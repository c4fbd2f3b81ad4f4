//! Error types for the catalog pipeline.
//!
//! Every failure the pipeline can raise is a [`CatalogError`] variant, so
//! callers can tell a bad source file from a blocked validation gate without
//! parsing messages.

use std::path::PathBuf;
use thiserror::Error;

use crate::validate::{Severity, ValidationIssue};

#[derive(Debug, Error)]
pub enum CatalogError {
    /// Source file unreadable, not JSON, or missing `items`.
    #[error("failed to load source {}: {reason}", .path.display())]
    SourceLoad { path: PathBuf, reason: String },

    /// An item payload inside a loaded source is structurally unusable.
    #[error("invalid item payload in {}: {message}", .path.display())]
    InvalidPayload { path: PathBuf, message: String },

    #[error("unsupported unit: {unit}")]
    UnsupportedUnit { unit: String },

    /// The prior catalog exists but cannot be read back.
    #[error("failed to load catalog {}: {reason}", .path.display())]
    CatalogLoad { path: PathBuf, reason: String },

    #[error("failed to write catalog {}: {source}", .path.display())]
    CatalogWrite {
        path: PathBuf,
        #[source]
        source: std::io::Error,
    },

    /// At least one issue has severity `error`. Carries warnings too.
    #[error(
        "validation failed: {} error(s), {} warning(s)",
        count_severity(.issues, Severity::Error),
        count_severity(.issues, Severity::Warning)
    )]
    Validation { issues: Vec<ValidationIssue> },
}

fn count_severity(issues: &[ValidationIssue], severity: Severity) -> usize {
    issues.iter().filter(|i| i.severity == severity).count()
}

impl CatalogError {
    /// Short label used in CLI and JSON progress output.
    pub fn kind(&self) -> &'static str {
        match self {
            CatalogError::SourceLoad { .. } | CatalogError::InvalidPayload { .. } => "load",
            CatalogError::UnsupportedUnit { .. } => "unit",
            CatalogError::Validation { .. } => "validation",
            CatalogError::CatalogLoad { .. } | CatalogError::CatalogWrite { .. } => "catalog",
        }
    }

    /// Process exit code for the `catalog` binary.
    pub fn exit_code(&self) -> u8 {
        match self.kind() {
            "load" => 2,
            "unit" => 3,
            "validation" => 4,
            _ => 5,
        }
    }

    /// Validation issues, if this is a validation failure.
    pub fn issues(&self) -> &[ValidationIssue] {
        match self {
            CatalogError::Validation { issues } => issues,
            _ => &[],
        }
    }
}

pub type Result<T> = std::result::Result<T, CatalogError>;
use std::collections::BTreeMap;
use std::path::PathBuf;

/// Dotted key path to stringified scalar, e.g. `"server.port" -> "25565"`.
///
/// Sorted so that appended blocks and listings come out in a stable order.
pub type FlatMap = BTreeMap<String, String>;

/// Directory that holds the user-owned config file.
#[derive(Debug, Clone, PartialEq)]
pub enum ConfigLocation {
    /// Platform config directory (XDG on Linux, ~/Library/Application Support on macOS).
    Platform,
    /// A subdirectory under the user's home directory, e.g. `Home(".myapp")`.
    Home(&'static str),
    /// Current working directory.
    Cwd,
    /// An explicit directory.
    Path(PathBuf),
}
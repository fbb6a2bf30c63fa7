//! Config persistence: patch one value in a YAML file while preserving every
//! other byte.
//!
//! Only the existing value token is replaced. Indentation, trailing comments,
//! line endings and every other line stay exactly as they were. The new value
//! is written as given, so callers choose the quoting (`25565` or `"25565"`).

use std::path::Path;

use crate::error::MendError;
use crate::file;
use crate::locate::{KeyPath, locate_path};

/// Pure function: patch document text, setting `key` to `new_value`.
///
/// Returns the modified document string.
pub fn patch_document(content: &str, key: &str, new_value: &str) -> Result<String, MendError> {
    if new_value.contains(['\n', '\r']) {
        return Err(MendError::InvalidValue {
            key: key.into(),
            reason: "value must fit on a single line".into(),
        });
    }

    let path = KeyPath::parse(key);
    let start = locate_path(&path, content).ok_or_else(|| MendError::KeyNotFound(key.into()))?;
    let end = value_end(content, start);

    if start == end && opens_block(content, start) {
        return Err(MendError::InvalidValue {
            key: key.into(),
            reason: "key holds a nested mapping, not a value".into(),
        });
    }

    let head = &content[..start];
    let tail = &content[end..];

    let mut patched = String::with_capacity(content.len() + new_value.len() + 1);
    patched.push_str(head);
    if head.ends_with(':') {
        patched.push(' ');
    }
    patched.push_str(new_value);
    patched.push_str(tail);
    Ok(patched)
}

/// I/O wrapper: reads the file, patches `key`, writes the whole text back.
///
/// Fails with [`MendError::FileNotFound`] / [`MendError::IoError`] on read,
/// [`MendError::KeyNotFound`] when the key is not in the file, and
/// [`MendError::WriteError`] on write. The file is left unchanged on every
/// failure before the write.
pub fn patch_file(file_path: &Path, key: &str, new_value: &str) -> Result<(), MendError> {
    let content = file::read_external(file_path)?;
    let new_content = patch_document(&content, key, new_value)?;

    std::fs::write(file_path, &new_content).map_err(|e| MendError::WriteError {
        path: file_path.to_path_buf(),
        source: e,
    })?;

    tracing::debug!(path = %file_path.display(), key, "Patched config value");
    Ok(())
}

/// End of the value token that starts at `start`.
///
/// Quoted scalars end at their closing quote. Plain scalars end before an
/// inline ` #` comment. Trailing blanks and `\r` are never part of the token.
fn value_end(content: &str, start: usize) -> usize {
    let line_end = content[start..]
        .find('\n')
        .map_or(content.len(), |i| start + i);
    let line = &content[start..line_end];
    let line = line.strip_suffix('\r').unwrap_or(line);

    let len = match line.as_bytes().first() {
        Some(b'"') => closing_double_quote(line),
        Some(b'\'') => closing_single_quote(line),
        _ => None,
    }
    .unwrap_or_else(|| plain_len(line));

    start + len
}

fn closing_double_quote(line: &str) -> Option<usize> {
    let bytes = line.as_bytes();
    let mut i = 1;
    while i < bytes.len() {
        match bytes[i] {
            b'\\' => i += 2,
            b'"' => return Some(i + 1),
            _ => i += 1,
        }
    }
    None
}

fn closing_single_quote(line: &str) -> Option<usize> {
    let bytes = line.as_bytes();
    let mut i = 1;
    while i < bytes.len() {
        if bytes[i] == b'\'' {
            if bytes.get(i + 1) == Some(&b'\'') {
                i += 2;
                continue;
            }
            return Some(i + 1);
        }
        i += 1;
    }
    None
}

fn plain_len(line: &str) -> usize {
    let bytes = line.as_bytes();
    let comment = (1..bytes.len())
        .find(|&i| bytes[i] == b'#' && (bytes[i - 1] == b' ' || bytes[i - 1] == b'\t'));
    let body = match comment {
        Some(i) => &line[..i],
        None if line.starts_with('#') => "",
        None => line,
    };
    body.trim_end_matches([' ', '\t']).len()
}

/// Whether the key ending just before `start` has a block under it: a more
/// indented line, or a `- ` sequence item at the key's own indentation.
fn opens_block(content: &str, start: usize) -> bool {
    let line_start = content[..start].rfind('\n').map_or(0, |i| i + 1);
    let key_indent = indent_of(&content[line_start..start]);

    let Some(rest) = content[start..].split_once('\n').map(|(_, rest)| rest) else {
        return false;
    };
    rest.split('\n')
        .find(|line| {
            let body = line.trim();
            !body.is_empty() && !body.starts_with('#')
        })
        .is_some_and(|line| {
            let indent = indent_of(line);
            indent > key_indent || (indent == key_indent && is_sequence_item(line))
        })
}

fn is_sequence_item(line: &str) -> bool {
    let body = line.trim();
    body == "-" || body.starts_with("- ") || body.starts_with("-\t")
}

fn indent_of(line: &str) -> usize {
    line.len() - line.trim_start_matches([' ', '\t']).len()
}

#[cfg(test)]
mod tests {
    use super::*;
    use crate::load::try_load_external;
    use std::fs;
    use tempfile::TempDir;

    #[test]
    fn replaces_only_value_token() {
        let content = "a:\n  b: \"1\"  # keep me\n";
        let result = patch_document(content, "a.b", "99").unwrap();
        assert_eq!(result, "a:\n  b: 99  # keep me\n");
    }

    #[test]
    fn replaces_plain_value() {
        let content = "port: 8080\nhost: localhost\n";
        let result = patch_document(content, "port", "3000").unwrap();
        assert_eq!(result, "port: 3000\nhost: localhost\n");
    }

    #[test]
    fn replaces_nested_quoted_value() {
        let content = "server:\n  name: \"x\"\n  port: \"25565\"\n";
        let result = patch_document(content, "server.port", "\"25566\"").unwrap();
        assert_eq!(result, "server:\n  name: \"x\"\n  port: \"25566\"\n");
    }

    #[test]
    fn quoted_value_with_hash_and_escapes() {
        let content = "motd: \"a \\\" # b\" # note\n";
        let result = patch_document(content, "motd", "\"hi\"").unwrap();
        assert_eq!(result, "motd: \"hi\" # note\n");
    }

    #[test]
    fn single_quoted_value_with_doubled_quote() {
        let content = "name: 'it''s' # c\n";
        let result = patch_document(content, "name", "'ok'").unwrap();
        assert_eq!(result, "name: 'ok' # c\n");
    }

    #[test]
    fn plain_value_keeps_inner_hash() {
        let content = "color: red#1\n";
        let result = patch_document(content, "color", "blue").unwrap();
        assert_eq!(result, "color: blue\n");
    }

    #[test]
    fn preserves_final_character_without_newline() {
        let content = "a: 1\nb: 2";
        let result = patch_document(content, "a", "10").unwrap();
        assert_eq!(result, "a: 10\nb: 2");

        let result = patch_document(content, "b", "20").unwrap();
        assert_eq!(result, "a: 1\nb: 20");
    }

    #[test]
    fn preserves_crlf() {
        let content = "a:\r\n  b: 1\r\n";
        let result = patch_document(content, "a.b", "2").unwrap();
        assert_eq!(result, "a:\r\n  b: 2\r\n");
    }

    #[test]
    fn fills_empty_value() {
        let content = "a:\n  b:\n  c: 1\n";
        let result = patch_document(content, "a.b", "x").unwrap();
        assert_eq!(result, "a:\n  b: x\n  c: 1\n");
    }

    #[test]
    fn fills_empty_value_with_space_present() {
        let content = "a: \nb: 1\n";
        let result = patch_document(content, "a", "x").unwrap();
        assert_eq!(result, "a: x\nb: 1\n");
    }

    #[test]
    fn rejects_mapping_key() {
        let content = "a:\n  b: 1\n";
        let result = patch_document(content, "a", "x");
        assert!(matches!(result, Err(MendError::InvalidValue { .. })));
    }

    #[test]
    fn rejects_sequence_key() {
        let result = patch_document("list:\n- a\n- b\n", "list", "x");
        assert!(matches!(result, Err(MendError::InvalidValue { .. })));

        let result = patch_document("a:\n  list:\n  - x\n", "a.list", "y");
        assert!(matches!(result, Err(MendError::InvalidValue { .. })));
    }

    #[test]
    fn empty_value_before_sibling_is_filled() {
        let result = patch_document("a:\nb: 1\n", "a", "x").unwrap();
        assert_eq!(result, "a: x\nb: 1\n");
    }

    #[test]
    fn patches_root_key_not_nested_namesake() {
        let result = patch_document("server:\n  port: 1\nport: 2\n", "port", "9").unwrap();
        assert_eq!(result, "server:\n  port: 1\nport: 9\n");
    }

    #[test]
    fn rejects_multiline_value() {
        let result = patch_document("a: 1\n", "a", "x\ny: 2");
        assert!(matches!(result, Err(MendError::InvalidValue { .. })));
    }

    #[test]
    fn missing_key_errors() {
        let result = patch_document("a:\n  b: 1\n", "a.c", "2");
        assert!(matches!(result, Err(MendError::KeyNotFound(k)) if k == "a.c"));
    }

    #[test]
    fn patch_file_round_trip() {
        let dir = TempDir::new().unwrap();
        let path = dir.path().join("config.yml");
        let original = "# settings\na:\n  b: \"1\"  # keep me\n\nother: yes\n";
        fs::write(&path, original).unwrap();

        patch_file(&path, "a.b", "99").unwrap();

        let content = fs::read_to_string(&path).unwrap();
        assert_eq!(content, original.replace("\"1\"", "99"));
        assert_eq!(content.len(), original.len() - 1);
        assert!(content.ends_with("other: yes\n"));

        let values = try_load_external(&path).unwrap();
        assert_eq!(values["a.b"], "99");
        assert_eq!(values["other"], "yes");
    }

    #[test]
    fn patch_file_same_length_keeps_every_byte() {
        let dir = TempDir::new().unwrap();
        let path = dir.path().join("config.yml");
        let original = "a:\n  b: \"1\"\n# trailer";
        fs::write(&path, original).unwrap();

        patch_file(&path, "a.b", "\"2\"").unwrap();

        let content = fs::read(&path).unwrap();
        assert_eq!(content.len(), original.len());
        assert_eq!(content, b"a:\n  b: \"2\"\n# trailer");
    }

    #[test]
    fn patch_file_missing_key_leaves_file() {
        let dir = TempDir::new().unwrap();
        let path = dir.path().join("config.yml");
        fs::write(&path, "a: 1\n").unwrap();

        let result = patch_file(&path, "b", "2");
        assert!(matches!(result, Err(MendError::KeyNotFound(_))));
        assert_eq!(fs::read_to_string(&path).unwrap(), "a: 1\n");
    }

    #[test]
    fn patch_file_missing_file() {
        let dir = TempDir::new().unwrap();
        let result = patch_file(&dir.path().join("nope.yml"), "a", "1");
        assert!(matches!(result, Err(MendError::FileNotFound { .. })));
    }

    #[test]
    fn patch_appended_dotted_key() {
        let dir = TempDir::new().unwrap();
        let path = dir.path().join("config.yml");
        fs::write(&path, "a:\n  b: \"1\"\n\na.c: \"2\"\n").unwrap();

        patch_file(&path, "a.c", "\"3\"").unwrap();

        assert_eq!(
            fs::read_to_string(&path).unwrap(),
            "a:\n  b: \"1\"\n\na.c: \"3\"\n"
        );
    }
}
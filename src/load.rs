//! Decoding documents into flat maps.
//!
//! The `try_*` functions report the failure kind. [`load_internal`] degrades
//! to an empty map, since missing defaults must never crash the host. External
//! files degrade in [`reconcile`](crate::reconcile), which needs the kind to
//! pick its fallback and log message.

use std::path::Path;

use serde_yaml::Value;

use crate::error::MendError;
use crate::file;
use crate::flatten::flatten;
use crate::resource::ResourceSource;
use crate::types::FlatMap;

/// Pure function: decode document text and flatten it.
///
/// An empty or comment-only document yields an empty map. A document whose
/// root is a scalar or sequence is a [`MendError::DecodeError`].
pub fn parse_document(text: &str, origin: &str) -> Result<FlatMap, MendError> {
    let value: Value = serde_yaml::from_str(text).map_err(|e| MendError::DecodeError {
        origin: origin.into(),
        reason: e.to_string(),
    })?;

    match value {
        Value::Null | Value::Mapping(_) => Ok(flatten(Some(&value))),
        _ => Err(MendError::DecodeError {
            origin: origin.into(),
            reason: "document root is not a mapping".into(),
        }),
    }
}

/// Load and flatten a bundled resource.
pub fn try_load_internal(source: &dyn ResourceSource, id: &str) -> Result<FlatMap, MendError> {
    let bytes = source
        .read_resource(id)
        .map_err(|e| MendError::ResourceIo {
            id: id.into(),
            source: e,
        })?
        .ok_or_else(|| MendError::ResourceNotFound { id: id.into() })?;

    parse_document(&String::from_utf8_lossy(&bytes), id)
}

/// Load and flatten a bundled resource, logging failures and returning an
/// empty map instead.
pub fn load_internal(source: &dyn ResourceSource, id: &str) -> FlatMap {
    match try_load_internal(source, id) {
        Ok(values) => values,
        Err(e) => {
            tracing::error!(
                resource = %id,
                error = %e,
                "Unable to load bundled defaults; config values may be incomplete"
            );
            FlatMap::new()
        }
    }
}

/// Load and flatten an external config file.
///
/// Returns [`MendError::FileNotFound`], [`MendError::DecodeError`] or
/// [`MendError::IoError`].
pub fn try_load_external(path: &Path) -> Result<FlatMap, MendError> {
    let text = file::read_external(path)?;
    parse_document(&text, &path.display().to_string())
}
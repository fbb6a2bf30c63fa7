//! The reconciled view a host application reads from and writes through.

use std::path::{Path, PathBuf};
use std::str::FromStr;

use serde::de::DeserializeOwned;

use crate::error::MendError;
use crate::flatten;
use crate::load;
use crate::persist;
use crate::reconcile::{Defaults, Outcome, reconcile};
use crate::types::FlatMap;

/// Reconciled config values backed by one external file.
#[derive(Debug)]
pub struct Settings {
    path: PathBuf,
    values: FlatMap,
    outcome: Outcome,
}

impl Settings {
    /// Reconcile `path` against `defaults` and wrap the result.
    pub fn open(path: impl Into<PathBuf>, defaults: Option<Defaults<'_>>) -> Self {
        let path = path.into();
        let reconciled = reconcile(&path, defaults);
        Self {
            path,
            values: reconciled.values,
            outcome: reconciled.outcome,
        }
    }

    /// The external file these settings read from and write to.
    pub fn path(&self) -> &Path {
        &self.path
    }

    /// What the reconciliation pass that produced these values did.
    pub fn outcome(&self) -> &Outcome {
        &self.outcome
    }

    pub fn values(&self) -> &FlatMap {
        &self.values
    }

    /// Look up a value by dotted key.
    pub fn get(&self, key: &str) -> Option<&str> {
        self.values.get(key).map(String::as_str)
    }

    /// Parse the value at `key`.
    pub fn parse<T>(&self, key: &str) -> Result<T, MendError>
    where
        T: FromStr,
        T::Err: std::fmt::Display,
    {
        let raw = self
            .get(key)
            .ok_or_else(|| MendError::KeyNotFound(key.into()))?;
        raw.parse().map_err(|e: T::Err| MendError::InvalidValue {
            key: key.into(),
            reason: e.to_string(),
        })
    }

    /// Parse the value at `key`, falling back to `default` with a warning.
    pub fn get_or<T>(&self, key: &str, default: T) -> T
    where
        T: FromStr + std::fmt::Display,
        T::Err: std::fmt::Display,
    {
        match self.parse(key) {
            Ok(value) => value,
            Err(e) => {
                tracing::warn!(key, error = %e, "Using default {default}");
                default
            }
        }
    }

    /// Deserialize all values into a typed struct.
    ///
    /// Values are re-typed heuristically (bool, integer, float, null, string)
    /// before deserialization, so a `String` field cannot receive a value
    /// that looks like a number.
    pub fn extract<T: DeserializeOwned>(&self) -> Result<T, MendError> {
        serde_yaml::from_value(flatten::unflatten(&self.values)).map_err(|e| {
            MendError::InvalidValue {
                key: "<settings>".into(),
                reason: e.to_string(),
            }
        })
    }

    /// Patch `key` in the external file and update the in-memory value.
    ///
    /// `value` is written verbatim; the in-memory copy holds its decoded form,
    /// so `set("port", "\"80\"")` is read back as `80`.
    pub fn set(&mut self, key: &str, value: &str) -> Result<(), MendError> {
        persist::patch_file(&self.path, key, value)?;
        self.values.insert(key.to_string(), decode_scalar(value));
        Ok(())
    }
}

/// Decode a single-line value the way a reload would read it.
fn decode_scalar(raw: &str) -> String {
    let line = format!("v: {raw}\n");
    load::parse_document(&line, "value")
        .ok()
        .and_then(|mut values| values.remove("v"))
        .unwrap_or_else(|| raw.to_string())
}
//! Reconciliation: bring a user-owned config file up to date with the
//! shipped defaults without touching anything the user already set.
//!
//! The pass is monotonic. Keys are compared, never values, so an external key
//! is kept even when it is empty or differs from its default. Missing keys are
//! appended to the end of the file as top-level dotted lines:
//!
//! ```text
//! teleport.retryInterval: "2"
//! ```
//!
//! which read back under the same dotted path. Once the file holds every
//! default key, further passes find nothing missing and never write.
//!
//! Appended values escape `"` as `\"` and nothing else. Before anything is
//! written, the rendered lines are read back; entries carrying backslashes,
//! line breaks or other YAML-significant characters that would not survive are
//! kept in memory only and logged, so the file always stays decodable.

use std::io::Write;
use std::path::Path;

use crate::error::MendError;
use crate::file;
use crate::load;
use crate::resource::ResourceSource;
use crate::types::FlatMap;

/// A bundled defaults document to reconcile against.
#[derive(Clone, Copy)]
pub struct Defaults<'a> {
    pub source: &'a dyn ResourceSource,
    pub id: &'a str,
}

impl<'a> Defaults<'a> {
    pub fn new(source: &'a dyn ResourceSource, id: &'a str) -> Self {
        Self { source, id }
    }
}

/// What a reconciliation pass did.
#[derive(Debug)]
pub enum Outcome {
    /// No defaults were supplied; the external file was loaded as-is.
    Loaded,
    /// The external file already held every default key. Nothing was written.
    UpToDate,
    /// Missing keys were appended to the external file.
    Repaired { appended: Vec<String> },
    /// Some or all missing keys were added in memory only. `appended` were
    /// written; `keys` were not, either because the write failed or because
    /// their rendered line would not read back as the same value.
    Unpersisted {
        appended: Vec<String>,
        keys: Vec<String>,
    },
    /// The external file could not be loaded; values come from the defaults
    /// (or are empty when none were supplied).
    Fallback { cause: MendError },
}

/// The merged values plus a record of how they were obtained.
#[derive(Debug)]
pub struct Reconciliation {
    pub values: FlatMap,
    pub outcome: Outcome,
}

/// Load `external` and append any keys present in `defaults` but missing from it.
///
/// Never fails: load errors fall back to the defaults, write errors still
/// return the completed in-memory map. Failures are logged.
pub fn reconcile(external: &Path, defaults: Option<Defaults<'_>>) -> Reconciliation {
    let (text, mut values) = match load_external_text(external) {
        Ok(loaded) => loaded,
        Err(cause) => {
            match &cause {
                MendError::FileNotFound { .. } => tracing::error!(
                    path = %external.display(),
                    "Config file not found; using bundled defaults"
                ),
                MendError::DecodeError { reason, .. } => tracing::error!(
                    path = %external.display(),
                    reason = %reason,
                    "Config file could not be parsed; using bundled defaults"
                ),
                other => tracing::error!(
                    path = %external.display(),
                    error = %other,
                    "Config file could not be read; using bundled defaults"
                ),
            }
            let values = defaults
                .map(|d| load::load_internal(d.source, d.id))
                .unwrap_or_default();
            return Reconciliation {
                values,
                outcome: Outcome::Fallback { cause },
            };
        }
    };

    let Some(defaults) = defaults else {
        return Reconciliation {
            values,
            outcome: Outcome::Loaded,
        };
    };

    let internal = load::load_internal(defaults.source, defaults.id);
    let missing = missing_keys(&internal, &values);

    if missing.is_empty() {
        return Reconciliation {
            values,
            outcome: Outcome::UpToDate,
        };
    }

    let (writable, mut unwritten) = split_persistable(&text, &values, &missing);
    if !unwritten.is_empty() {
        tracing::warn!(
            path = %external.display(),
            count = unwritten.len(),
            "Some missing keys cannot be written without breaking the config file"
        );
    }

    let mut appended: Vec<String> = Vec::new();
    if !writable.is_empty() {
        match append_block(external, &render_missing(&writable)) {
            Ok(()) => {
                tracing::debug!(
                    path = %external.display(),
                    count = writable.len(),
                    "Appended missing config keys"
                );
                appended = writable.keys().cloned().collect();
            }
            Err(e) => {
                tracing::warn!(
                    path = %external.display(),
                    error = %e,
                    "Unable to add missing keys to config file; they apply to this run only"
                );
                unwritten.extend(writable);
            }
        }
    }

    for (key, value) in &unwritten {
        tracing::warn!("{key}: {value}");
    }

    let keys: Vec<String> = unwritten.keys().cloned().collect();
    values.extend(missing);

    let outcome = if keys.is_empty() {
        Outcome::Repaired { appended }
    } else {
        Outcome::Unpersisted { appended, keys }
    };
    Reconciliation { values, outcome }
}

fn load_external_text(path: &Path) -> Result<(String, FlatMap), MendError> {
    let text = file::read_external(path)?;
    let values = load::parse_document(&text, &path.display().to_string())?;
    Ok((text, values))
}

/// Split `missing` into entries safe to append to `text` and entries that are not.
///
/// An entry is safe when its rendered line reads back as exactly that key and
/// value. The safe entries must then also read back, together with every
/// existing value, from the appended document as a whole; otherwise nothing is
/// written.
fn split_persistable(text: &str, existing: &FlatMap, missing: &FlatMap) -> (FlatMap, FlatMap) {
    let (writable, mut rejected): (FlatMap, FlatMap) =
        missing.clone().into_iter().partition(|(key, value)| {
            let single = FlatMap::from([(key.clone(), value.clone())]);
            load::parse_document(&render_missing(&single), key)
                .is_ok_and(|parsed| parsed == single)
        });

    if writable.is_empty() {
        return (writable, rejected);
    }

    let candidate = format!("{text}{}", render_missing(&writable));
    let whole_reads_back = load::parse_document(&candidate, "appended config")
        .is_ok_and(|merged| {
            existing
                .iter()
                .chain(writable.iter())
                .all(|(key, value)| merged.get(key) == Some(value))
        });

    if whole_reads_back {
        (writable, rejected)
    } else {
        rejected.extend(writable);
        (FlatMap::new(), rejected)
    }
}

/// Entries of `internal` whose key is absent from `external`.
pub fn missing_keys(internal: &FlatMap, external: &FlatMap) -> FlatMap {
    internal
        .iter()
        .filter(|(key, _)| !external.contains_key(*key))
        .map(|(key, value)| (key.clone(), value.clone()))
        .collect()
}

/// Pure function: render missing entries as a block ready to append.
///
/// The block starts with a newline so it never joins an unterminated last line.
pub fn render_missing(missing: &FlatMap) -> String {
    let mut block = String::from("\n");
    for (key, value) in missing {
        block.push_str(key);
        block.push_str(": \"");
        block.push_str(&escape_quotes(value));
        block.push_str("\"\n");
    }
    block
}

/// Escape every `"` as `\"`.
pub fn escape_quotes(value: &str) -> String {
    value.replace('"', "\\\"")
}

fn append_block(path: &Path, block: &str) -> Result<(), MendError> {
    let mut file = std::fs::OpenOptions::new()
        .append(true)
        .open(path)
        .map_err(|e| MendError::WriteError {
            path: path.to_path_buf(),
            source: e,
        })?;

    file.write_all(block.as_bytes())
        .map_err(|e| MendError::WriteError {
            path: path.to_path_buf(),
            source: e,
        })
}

----------

Your reply should be one number: how many lines in the listing hold the word "Platform".

2